Your objective: Check each line of the listing for the word "REDACTED" and report the ones that have it.

Records provided:
=-=-=

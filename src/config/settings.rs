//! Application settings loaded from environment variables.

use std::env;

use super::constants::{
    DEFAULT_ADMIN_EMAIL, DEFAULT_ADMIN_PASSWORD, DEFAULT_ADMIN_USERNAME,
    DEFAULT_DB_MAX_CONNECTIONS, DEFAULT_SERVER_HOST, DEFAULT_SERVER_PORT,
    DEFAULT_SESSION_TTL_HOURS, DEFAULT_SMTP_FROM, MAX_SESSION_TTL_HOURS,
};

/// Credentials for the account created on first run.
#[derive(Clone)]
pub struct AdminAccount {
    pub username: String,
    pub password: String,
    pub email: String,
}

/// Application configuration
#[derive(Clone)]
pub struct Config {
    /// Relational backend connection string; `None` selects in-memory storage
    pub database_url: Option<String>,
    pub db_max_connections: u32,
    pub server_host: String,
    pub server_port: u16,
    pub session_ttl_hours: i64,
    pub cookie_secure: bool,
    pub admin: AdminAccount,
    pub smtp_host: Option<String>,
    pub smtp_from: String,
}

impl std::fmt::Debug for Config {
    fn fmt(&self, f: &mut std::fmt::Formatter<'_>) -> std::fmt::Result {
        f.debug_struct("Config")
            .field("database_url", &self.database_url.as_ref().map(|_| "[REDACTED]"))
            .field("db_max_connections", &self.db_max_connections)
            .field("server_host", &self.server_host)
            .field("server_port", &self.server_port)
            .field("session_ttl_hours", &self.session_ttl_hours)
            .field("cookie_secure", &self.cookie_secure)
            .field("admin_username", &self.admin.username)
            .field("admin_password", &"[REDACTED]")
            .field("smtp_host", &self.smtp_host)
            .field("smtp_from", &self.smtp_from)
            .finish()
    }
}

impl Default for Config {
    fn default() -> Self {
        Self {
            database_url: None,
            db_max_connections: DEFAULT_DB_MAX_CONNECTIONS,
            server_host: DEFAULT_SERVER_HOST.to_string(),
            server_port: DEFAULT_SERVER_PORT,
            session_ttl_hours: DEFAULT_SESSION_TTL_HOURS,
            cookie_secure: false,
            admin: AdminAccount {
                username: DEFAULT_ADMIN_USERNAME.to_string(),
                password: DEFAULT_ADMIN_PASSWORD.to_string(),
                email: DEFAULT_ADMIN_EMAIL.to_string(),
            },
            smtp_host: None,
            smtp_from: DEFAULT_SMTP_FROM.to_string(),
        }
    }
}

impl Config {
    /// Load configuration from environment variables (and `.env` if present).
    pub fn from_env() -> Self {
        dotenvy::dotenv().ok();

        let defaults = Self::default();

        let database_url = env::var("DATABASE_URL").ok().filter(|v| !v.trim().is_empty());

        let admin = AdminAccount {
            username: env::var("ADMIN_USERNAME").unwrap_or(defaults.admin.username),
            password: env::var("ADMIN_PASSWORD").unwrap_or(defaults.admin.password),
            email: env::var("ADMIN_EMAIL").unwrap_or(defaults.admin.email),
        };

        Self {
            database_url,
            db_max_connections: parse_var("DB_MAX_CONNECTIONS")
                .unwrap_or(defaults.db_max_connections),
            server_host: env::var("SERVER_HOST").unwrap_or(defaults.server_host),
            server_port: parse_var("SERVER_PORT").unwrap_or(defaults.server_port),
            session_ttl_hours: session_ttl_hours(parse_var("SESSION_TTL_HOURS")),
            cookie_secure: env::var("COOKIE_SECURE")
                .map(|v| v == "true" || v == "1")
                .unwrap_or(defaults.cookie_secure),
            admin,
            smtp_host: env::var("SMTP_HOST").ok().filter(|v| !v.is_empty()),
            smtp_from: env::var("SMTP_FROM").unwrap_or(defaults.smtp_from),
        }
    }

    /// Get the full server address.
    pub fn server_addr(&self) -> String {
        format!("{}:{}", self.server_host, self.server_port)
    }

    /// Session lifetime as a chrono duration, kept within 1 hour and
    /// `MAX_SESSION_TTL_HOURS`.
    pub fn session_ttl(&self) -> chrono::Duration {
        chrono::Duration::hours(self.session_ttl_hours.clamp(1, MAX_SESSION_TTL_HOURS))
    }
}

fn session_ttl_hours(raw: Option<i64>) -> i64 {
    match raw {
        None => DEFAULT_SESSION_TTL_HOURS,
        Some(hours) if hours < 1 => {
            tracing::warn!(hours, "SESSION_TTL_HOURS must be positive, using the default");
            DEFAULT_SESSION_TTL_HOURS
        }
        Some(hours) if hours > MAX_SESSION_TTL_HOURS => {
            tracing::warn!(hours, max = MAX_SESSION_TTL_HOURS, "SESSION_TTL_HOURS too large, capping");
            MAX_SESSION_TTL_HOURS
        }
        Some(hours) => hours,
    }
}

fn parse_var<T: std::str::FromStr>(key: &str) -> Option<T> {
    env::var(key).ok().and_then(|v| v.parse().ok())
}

=-=-=

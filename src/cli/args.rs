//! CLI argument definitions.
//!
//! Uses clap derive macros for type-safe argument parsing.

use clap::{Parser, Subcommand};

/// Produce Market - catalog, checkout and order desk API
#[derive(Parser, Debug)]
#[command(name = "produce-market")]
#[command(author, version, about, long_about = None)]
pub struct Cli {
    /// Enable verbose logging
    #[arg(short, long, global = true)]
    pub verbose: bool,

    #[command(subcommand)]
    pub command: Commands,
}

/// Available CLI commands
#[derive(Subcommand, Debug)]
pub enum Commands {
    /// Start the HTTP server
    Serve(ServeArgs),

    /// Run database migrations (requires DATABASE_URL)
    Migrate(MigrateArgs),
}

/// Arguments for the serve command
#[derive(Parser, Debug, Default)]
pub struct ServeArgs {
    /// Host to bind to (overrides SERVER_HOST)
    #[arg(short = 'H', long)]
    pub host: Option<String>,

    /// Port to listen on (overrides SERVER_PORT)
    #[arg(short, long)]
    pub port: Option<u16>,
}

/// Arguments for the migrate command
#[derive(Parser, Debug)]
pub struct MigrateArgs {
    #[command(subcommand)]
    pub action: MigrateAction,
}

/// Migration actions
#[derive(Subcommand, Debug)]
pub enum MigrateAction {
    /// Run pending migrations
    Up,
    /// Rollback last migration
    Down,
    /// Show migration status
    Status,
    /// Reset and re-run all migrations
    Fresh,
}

=-=-=

Answer section:
            .field("database_url", &self.database_url.as_ref().map(|_| "[REDACTED]"))
            .field("admin_password", &"[REDACTED]")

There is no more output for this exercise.